Pemisahan ini setidaknya sedikit banyak dipengaruhi oleh sekularisasi ilmu pengetahuan. Bahwa sesungguhnya ilmu pengetahuan dan agama itu berdiri terpisah. Sekularisasi ilmu pengetahuan ini mengalami konflik besar ketika terjadi pertentangan antara Galileo dan kaum gereja sekitar abad ke 15-16 Masehi di Eropa.
Galileo memperoleh pendapat Copernicus (1473-1543 M) bahwa matahari adalah pusat jagat raya (heliosentrisme), Sedangkan pandangan gereja, bahwa bumi adalah pusat jagat raya (geosentrisme) didasarkan pada informasi gereja. Pertentangan dua pendapat ini berada pada ruang ilmu alam. Bagaimana sebenarnya kita memahami alam. Pertentangan antara geosentrisme dan heliosentrisme adalah hubungan konflik ilmu dan agama dalam ruang ilmu alam.
Di era kekhalifahan Abbasiyah juga pernah terjadi pertentangan ini tapi pada ruang ilmu sastra. Pembunuhan dengan dalih mencegah bid’ah terjadi terhadap dua penyair. Bashar Ibn Burd (didakwa menulis puisi yang tak senonoh dan sesat) dan Manshur al-Hajjaj (atas pernyataan ana al-Haq).
Dan hubungan antara ilmu (yang menggunakan akal) dan agama (yang menggunakan wahyu) ini juga pernah terjadi antara para ilmuan muslim (baca: Dialog Ghazali-Ibnu Rusyd) dalam ruang metafisika.
Hal tadi adalah bentuk hubungan antara ilmu dan agama. Hubungan ini memang abu-abu dan pelik. Pada perkembangan selanjutnya terjadilah sekularisasi ilmuwan pengetahuan dan agama. Memang ketika hubungan merumit. Perpisahan jadi pilihan. Dikotomi ilmu pengetahuan dan agama mungkin salah satunya.
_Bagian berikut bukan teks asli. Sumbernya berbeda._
//! Slice-based entry points with default configuration.
//!
//! Each function pairs `instants` with `values`, validates the pairing and the
//! hourly spacing, and runs a default [`StatsEngine`].

use crate::engine::StatsEngine;
use airq_core::{
    DailyAverage, DailyStats, DiurnalAverage, DiurnalStats, HourlySeries, Reading, Result,
    Timestamp,
};

/// Default number of days used by the diurnal functions.
pub const DEFAULT_DIURNAL_DAYS: usize = 7;

fn series(instants: &[Timestamp], values: &[Reading]) -> Result<HourlySeries> {
    HourlySeries::new(instants.to_vec(), values.to_vec())
}

/// Trim to whole local days in `timezone`.
pub fn trim_to_local_days(
    instants: &[Timestamp],
    values: &[Reading],
    timezone: &str,
) -> Result<HourlySeries> {
    StatsEngine::default().trim_to_local_days(&series(instants, values)?, timezone)
}

/// Null-aware count/min/mean/max per whole local day.
pub fn daily_stats(instants: &[Timestamp], values: &[Reading], timezone: &str) -> Result<DailyStats> {
    StatsEngine::default().daily_stats(&series(instants, values)?, timezone)
}

/// Raw mean per whole local day; any gap makes that day missing.
pub fn daily_average(
    instants: &[Timestamp],
    values: &[Reading],
    timezone: &str,
) -> Result<DailyAverage> {
    StatsEngine::default().daily_average(&series(instants, values)?, timezone)
}

/// Null-aware count/min/mean/max per local hour over the most recent `day_count` days.
pub fn diurnal_stats(
    instants: &[Timestamp],
    values: &[Reading],
    timezone: &str,
    day_count: usize,
) -> Result<DiurnalStats> {
    StatsEngine::default().diurnal_stats(&series(instants, values)?, timezone, Some(day_count))
}

/// Raw mean per local hour over the most recent `day_count` days.
pub fn diurnal_average(
    instants: &[Timestamp],
    values: &[Reading],
    timezone: &str,
    day_count: usize,
) -> Result<DiurnalAverage> {
    StatsEngine::default().diurnal_average(&series(instants, values)?, timezone, Some(day_count))
}
//! Missing-value normalization.
//!
//! Absent values, explicit nulls and non-finite numbers all collapse to `None`
//! before any arithmetic touches them.

use airq_core::Reading;

/// Collapse a non-finite reading into the missing marker.
#[inline]
pub fn normalize_reading(value: Reading) -> Reading {
    value.filter(|v| v.is_finite())
}

/// Normalize every reading in a slice.
pub fn normalize_readings(values: &[Reading]) -> Vec<Reading> {
    values.iter().map(|&v| normalize_reading(v)).collect()
}

/// Convert raw floats, where NaN marks a gap, into readings.
pub fn readings_from_raw(values: &[f64]) -> Vec<Reading> {
    values.iter().map(|&v| normalize_reading(Some(v))).collect()
}
//! Core data types for the air-quality algorithms.

use crate::error::{Error, Result};
use chrono::{DateTime, Duration, Utc};
use serde::{Deserialize, Serialize};

/// UTC instant of an hourly measurement.
pub type Timestamp = DateTime<Utc>;

/// A single measurement. `None` is the one missing-value marker.
pub type Reading = Option<f64>;

/// Hours in a local day.
pub const HOURS_PER_DAY: usize = 24;

/// A regular hourly series of readings.
///
/// Instants and values always have the same length, including after
/// deserialization. Hourly spacing is a caller precondition checked by
/// `airq_ingestion::validate_hourly_spacing`.
#[derive(Debug, Clone, Default, PartialEq, Serialize, Deserialize)]
#[serde(try_from = "RawHourlySeries")]
pub struct HourlySeries {
    instants: Vec<Timestamp>,
    values: Vec<Reading>,
}

/// Unchecked wire form of [`HourlySeries`].
#[derive(Deserialize)]
struct RawHourlySeries {
    instants: Vec<Timestamp>,
    values: Vec<Reading>,
}

impl TryFrom<RawHourlySeries> for HourlySeries {
    type Error = Error;

    fn try_from(raw: RawHourlySeries) -> Result<Self> {
        Self::new(raw.instants, raw.values)
    }
}

impl HourlySeries {
    /// Pair instants with values, rejecting mismatched lengths.
    pub fn new(instants: Vec<Timestamp>, values: Vec<Reading>) -> Result<Self> {
        if instants.len() != values.len() {
            return Err(Error::invalid_shape(format!(
                "{} instants but {} values",
                instants.len(),
                values.len()
            )));
        }
        Ok(Self { instants, values })
    }

    /// Build a series on a regular hourly axis starting at `start`.
    pub fn hourly(start: Timestamp, values: Vec<Reading>) -> Self {
        let instants = (0..values.len())
            .map(|i| start + Duration::hours(i as i64))
            .collect();
        Self { instants, values }
    }

    /// An empty series.
    pub fn empty() -> Self {
        Self::default()
    }

    /// Number of hours in the series.
    #[inline]
    pub fn len(&self) -> usize {
        self.instants.len()
    }

    /// Whether the series has no hours.
    #[inline]
    pub fn is_empty(&self) -> bool {
        self.instants.is_empty()
    }

    /// Measurement instants.
    pub fn instants(&self) -> &[Timestamp] {
        &self.instants
    }

    /// Measurement values.
    pub fn values(&self) -> &[Reading] {
        &self.values
    }

    /// First instant, if any.
    pub fn first_instant(&self) -> Option<Timestamp> {
        self.instants.first().copied()
    }

    /// Last instant, if any.
    pub fn last_instant(&self) -> Option<Timestamp> {
        self.instants.last().copied()
    }

    /// Copy out the hours in `[start, end)`. Out-of-range bounds are clamped.
    pub fn slice(&self, start: usize, end: usize) -> Self {
        let end = end.min(self.len());
        let start = start.min(end);
        Self {
            instants: self.instants[start..end].to_vec(),
            values: self.values[start..end].to_vec(),
        }
    }

    /// Iterate over `(instant, reading)` pairs.
    pub fn iter(&self) -> impl Iterator<Item = (Timestamp, Reading)> + '_ {
        self.instants.iter().copied().zip(self.values.iter().copied())
    }
}

/// Null-aware summary of a group of readings.
#[derive(Debug, Clone, Copy, PartialEq, Serialize, Deserialize)]
pub struct StatSummary {
    /// Number of non-missing readings.
    pub count: usize,
    /// Minimum non-missing reading.
    pub min: Reading,
    /// Mean of non-missing readings.
    pub mean: Reading,
    /// Maximum non-missing reading.
    pub max: Reading,
}

impl StatSummary {
    /// Summary of a group with no valid readings.
    pub fn empty() -> Self {
        Self {
            count: 0,
            min: None,
            mean: None,
            max: None,
        }
    }

    /// Apply `f` to each present min/mean/max value.
    pub fn map_values(self, f: impl Fn(f64) -> f64) -> Self {
        Self {
            count: self.count,
            min: self.min.map(&f),
            mean: self.mean.map(&f),
            max: self.max.map(&f),
        }
    }
}

/// Per-local-day statistics. Each day is keyed by the UTC instant of its local hour 0.
#[derive(Debug, Clone, Default, PartialEq, Serialize, Deserialize)]
pub struct DailyStats {
    pub day_start: Vec<Timestamp>,
    pub count: Vec<usize>,
    pub min: Vec<Reading>,
    pub mean: Vec<Reading>,
    pub max: Vec<Reading>,
}

impl DailyStats {
    /// Append one day.
    pub fn push(&mut self, day_start: Timestamp, summary: StatSummary) {
        self.day_start.push(day_start);
        self.count.push(summary.count);
        self.min.push(summary.min);
        self.mean.push(summary.mean);
        self.max.push(summary.max);
    }

    /// Number of days.
    pub fn len(&self) -> usize {
        self.day_start.len()
    }

    /// Whether no full local day was available.
    pub fn is_empty(&self) -> bool {
        self.day_start.is_empty()
    }

    /// Summary for day `i`.
    pub fn summary(&self, i: usize) -> Option<StatSummary> {
        (i < self.len()).then(|| StatSummary {
            count: self.count[i],
            min: self.min[i],
            mean: self.mean[i],
            max: self.max[i],
        })
    }
}

/// Per-local-day raw averages.
#[derive(Debug, Clone, Default, PartialEq, Serialize, Deserialize)]
pub struct DailyAverage {
    pub day_start: Vec<Timestamp>,
    pub average: Vec<Reading>,
}

impl DailyAverage {
    /// Append one day.
    pub fn push(&mut self, day_start: Timestamp, average: Reading) {
        self.day_start.push(day_start);
        self.average.push(average);
    }

    /// Number of days.
    pub fn len(&self) -> usize {
        self.day_start.len()
    }

    /// Whether no full local day was available.
    pub fn is_empty(&self) -> bool {
        self.day_start.is_empty()
    }
}

/// Hour-of-day statistics across the most recent local days.
#[derive(Debug, Clone, Default, PartialEq, Serialize, Deserialize)]
pub struct DiurnalStats {
    pub hour: Vec<u32>,
    pub count: Vec<usize>,
    pub min: Vec<Reading>,
    pub mean: Vec<Reading>,
    pub max: Vec<Reading>,
}

impl DiurnalStats {
    /// Append one local hour.
    pub fn push(&mut self, hour: u32, summary: StatSummary) {
        self.hour.push(hour);
        self.count.push(summary.count);
        self.min.push(summary.min);
        self.mean.push(summary.mean);
        self.max.push(summary.max);
    }

    /// Number of hour buckets (24 once built).
    pub fn len(&self) -> usize {
        self.hour.len()
    }

    pub fn is_empty(&self) -> bool {
        self.hour.is_empty()
    }

    /// Summary for local hour `h`.
    pub fn summary(&self, h: usize) -> Option<StatSummary> {
        (h < self.len()).then(|| StatSummary {
            count: self.count[h],
            min: self.min[h],
            mean: self.mean[h],
            max: self.max[h],
        })
    }
}

/// Hour-of-day raw averages.
#[derive(Debug, Clone, Default, PartialEq, Serialize, Deserialize)]
pub struct DiurnalAverage {
    pub hour: Vec<u32>,
    pub average: Vec<Reading>,
}

impl DiurnalAverage {
    /// Append one local hour.
    pub fn push(&mut self, hour: u32, average: Reading) {
        self.hour.push(hour);
        self.average.push(average);
    }

    pub fn len(&self) -> usize {
        self.hour.len()
    }

    pub fn is_empty(&self) -> bool {
        self.hour.is_empty()
    }
}

#[cfg(test)]
mod tests {
    use super::*;
    use chrono::TimeZone;

    fn start() -> Timestamp {
        Utc.with_ymd_and_hms(2023, 2, 14, 0, 0, 0).unwrap()
    }

    #[test]
    fn test_mismatched_lengths_rejected() {
        let instants = vec![start(), start() + Duration::hours(1)];
        let err = HourlySeries::new(instants, vec![Some(1.0)]).unwrap_err();
        assert!(matches!(err, Error::InvalidInputShape(_)));
    }

    #[test]
    fn test_hourly_axis() {
        let series = HourlySeries::hourly(start(), vec![Some(1.0), None, Some(3.0)]);
        assert_eq!(series.len(), 3);
        assert_eq!(series.instants()[2], start() + Duration::hours(2));
        assert_eq!(series.last_instant(), Some(start() + Duration::hours(2)));

        let pairs: Vec<_> = series.iter().collect();
        assert_eq!(pairs[1], (start() + Duration::hours(1), None));
        assert_eq!(pairs.len(), 3);
    }

    #[test]
    fn test_deserialize_checks_lengths() {
        let series = HourlySeries::hourly(start(), vec![Some(1.0); 48]);
        let json = serde_json::to_value(&series).unwrap();
        let back: HourlySeries = serde_json::from_value(json.clone()).unwrap();
        assert_eq!(back, series);

        let mut truncated = json;
        truncated["values"] = serde_json::json!([]);
        let err = serde_json::from_value::<HourlySeries>(truncated).unwrap_err();
        assert!(err.to_string().contains("48 instants but 0 values"));
        assert!(matches!(Error::from(err), Error::Json(_)));
    }

    #[test]
    fn test_slice_clamps() {
        let series = HourlySeries::hourly(start(), vec![Some(1.0); 5]);
        assert_eq!(series.slice(1, 3).len(), 2);
        assert_eq!(series.slice(4, 10).len(), 1);
        assert!(series.slice(6, 2).is_empty());
    }

    #[test]
    fn test_daily_stats_rows() {
        let mut daily = DailyStats::default();
        assert!(daily.is_empty());
        daily.push(
            start(),
            StatSummary {
                count: 2,
                min: Some(1.0),
                mean: Some(1.5),
                max: Some(2.0),
            },
        );
        assert_eq!(daily.len(), 1);
        assert_eq!(daily.summary(0).unwrap().mean, Some(1.5));
        assert!(daily.summary(1).is_none());
    }

    #[test]
    fn test_map_values_skips_missing() {
        let summary = StatSummary {
            count: 1,
            min: Some(2.0),
            mean: None,
            max: Some(4.0),
        }
        .map_values(|v| v * 10.0);
        assert_eq!(summary.min, Some(20.0));
        assert_eq!(summary.mean, None);
        assert_eq!(summary.max, Some(40.0));
        assert_eq!(summary.count, 1);
    }
}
Dalam mata kuliah Falsafah Kesatuan Ilmu bersama Pak Abu Hapsin, bahwa dalam Islam sebenarnya tidak ada pembedah bean ilmu. Bahwa hakikatnya segala ilmu yang didapat dan dicapai manusia itu sama-sama berasal dari Allah. Ilmu pengetahuan itu bisa didapatkan dari wahyu dan akal budi manusia.
Ibu Karlina Supelli, Astronom perempuan Indonesia, dalam pidatonya menyatakan bahwa, Ilmu pengetahuan tidak mengajarkan kepastian. Ia melatih akal budi untuk berani menyangsikan segala sesuatu. Termasuk mempertanyakan keimanan. Segala sesuatu yang telah teruji lewat kesangsian demi kesangsian ini akan semakin kokoh. Ilmu pengetahuan, Opini dan Keimanan kita sendiri.
Adakah dampak yang terjadi pada ilmu falak ? Tentu saja ada. Pemahaman tentang batas ilmu falak terjadi. Falak dinilai sebagai ilmu yang mempelajari benda langit sebatas manfaatnya terhadap ibadah umat Islam. Ia dipisahkan dari kawanan astronominya yang lain. Padahal objek kajian antara falak dan astronomi itu sama. Yaitu benda-benda langit.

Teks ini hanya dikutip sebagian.